WHAT TO PRODUCE>
Retrieve all lines below that have the string "FileKind".

DATA IN THIS EXERCISE>
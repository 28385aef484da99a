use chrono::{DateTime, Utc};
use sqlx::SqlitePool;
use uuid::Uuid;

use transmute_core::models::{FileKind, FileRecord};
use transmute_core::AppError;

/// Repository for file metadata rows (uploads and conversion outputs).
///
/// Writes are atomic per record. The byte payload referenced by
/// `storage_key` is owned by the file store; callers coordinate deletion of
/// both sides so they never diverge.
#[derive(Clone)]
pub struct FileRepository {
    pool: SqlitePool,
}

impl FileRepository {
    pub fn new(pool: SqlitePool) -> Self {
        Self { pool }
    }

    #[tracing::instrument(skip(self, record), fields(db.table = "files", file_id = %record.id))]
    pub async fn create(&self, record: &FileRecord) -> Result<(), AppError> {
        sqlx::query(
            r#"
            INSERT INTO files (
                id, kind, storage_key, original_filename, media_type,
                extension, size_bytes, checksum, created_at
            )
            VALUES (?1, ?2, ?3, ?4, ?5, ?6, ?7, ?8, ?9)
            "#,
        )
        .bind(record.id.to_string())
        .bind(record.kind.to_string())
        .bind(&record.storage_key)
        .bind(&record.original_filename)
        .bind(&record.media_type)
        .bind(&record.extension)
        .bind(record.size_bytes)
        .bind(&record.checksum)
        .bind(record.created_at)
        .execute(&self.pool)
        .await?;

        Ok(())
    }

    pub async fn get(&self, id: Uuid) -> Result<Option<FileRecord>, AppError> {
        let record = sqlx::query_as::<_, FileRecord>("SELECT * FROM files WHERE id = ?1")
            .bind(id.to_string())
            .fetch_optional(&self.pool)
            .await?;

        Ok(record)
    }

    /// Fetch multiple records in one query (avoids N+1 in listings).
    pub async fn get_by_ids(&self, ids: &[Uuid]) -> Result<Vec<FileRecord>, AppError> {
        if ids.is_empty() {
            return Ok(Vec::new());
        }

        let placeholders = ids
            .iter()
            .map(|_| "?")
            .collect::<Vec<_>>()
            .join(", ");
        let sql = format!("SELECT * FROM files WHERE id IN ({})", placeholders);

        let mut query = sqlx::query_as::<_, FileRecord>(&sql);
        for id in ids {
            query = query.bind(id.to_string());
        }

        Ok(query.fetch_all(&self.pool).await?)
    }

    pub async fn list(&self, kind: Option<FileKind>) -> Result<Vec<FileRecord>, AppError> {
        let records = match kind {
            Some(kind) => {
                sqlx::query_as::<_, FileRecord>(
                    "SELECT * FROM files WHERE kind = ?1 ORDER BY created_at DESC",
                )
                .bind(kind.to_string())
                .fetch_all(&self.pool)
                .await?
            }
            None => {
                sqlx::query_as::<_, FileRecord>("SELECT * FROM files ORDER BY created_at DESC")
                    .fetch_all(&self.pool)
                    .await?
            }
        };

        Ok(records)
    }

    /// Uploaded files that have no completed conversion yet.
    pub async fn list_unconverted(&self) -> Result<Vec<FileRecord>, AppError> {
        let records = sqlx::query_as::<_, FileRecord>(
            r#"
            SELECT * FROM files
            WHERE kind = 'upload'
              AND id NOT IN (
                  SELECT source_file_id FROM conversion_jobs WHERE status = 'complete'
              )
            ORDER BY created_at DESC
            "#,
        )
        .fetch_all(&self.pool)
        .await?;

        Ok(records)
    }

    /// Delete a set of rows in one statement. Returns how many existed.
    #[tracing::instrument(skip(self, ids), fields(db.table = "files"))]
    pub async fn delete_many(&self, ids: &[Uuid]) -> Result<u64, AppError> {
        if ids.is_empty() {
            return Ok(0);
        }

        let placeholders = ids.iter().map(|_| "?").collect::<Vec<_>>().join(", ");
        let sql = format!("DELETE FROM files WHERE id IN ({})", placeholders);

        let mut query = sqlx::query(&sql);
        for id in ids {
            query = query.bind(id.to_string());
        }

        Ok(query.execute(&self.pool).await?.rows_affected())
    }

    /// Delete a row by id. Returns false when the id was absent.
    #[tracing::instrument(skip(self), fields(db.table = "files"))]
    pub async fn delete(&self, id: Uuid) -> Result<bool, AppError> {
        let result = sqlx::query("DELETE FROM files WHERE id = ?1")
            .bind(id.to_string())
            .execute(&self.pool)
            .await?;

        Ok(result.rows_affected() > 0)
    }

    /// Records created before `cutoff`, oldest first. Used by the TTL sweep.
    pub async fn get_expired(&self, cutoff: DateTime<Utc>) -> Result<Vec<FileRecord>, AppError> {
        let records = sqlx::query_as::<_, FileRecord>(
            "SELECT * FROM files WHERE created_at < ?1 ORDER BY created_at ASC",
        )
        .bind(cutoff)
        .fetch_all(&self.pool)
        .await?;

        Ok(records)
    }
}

SOLUTION TO THE PROBLEM>
use transmute_core::models::{FileKind, FileRecord};
    pub async fn list(&self, kind: Option<FileKind>) -> Result<Vec<FileRecord>, AppError> {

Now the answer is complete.